Early Modern Ground Zeros: Big City Fires in Central Europe

Saturday, January 3, 2015: 8:50 AM
Conference Room H (Sheraton New York)
Cornel Zwierlein, Harvard University and University of Bochum
Early Modern Ground Zeros: Big City Fires in Central Europe

Central Europe was characterized by a high number of small cities. In over 1,900 of those places possessing city statutes at least one major fire happened in premodern times or even the city burnt down completely. A newly established database reveals important insights into the rhythms of those city fires as a serial phenomenon of German History. Destruction by fire was a constant threat in the burghers’ everyday life, comparable only to the threat of floods and plagues. Perception and anticipation of that threat changed over time. The main seat of innovation after 1650 were not the old big Imperial Cities but port and residential cities importing know-how from Western Europe (especially from Amsterdam) and the networks of medium-sized  cities organized by territorial states like Prussia, Saxony or Wurttemberg.
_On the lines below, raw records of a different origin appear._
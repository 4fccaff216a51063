//! Flux duration literals (`1m`, `1h30m`, `500ms`).
//!
//! Task schedules are handed to the engine as Flux duration literals, so they
//! are validated here before any task script is rendered.

use std::fmt;
use std::str::FromStr;

use once_cell::sync::Lazy;
use regex::Regex;
use serde::{Deserialize, Serialize};

use crate::error::{Error, Result};

static WHOLE: Lazy<Regex> =
    Lazy::new(|| Regex::new(r"^(?:[0-9]+(?:ns|us|µs|ms|mo|s|m|h|d|w|y))+$").unwrap());
static PART: Lazy<Regex> =
    Lazy::new(|| Regex::new(r"([0-9]+)(ns|us|µs|ms|mo|s|m|h|d|w|y)").unwrap());

const NANOS_PER_SEC: u128 = 1_000_000_000;

/// A validated, strictly positive Flux duration literal.
#[derive(Debug, Clone, PartialEq, Eq, Serialize, Deserialize)]
#[serde(try_from = "String", into = "String")]
pub struct FluxDuration {
    literal: String,
}

impl FluxDuration {
    /// Parse a literal, rejecting anything that is not a positive duration.
    pub fn parse(literal: &str) -> Result<Self> {
        let literal = literal.trim();
        if !WHOLE.is_match(literal) {
            return Err(Error::validation(format!(
                "invalid duration literal: {:?}",
                literal
            )));
        }

        let mut nanos: u128 = 0;
        for cap in PART.captures_iter(literal) {
            let magnitude: u128 = cap[1]
                .parse()
                .map_err(|_| Error::validation(format!("duration out of range: {}", literal)))?;
            let unit = unit_nanos(&cap[2]);
            nanos = magnitude
                .checked_mul(unit)
                .and_then(|n| nanos.checked_add(n))
                .ok_or_else(|| Error::validation(format!("duration out of range: {}", literal)))?;
        }

        if nanos == 0 {
            return Err(Error::validation(format!(
                "duration must be strictly positive: {}",
                literal
            )));
        }

        Ok(Self {
            literal: literal.to_string(),
        })
    }

    pub(crate) fn new_unchecked(literal: &str) -> Self {
        Self {
            literal: literal.to_string(),
        }
    }

    pub fn as_str(&self) -> &str {
        &self.literal
    }
}

fn unit_nanos(unit: &str) -> u128 {
    match unit {
        "ns" => 1,
        "us" | "µs" => 1_000,
        "ms" => 1_000_000,
        "s" => NANOS_PER_SEC,
        "m" => 60 * NANOS_PER_SEC,
        "h" => 3_600 * NANOS_PER_SEC,
        "d" => 86_400 * NANOS_PER_SEC,
        "w" => 7 * 86_400 * NANOS_PER_SEC,
        "mo" => 30 * 86_400 * NANOS_PER_SEC,
        "y" => 365 * 86_400 * NANOS_PER_SEC,
        _ => 0,
    }
}

impl fmt::Display for FluxDuration {
    fn fmt(&self, f: &mut fmt::Formatter<'_>) -> fmt::Result {
        f.write_str(&self.literal)
    }
}

impl FromStr for FluxDuration {
    type Err = Error;

    fn from_str(s: &str) -> Result<Self> {
        Self::parse(s)
    }
}

impl TryFrom<String> for FluxDuration {
    type Error = Error;

    fn try_from(value: String) -> Result<Self> {
        Self::parse(&value)
    }
}

impl From<FluxDuration> for String {
    fn from(value: FluxDuration) -> Self {
        value.literal
    }
}

#[cfg(test)]
mod tests {
    use super::*;

    #[test]
    fn test_simple_units() {
        for literal in ["1m", "500ms", "2h", "1mo", "3w", "10us", "1y"] {
            assert_eq!(FluxDuration::parse(literal).unwrap().as_str(), literal);
        }
        assert_eq!(FluxDuration::parse(" 5s ").unwrap().as_str(), "5s");
    }

    #[test]
    fn test_compound_literal() {
        let d = FluxDuration::parse("1h30m").unwrap();
        assert_eq!(d.to_string(), "1h30m");
        assert_eq!("1h30m".parse::<FluxDuration>().unwrap(), d);
    }

    #[test]
    fn test_rejects_overflow() {
        assert!(FluxDuration::parse("100000000000000000000000y").is_err());
    }

    #[test]
    fn test_rejects_zero_and_garbage() {
        assert!(FluxDuration::parse("0m").is_err());
        assert!(FluxDuration::parse("0s0m").is_err());
        assert!(FluxDuration::parse("").is_err());
        assert!(FluxDuration::parse("-1m").is_err());
        assert!(FluxDuration::parse("1 m").is_err());
        assert!(FluxDuration::parse("1m\") |> drop()").is_err());
    }
}
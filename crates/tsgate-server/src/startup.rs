//! Startup provisioning of the raw bucket.

use tracing::{info, warn};
use tsgate_core::Result;
use tsgate_engine::Bucket;

use crate::state::AppState;

/// Make sure the raw bucket exists before the listener is bound.
///
/// Missing permissions are fatal and come back as `Err`. Any other failure
/// is logged and yields `Ok(None)`: the server still starts and ingest
/// reports the missing bucket per request.
pub async fn provision_raw_bucket(state: &AppState) -> Result<Option<Bucket>> {
    let name = &state.config.raw_bucket;
    match state.buckets.provision(name).await {
        Ok(bucket) => {
            info!("Bucket {} ready (retention {})", bucket.name, bucket.retention);
            Ok(Some(bucket))
        }
        Err(e) if e.is_auth() => Err(e),
        Err(e) => {
            warn!("Could not provision {}: {}", name, e);
            Ok(None)
        }
    }
}
//! tsgate Query: tenant-scoped range queries and the usage query.
//!
//! Query bodies are constants. Tenant id, bucket and window bounds only
//! ever travel as bound parameters.

pub mod builder;
pub mod predicate;
pub mod window;

pub use builder::{usage_query, QueryBuilder, TenantQuery, TENANT_QUERY_BODY, USAGE_QUERY_BODY};
pub use predicate::{CompareOp, Predicate};
pub use window::TimeWindow;
//! Shared application state.

use std::sync::Arc;

use tsgate_core::GatewayConfig;
use tsgate_engine::{EngineClient, RetentionPolicy};
use tsgate_ingest::Ingester;
use tsgate_monitor::HealthAggregator;
use tsgate_query::QueryBuilder;
use tsgate_tasks::{BucketLifecycle, TaskRegistrar};

/// Shared application state accessible from all route handlers.
///
/// Read-only after construction; every component holds the same engine
/// handle.
pub struct AppState {
    pub config: GatewayConfig,
    pub engine: Arc<dyn EngineClient>,
    pub ingester: Ingester,
    pub queries: QueryBuilder,
    pub buckets: Arc<BucketLifecycle>,
    pub registrar: TaskRegistrar,
    pub monitor: HealthAggregator,
}

impl AppState {
    pub fn new(config: GatewayConfig, engine: Arc<dyn EngineClient>) -> Self {
        let retention = RetentionPolicy {
            every_seconds: config.retention_seconds,
        };
        let buckets = Arc::new(BucketLifecycle::new(engine.clone(), retention));
        let registrar = TaskRegistrar::new(engine.clone(), buckets.clone(), config.task_policy);

        Self {
            ingester: Ingester::new(engine.clone(), config.raw_bucket.clone()),
            queries: QueryBuilder::new(config.query_window),
            monitor: HealthAggregator::new(engine.clone(), config.usage_window),
            buckets,
            registrar,
            engine,
            config,
        }
    }
}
Rebuilding routines and Cameralist fire insurance plans organized those cities into new collective bodies. State formation was acting through the reiterated rétablissment of the city network and by combining them into one body of more economic value. Territorially organized fire insurance programs can be regarded as the first institutions that produced statistical knowledge about natural hazards, precursors of the big present data producing reinsurers. The paper concentrates on that important transition from the perception and management of the fire threat in single cities to the state backed gathering of urban networks into a risk collective. It addresses also the methodological questions how the theoretical discussion of risk sociology can be applied, transferred (or not) to those Early Modern phenomena.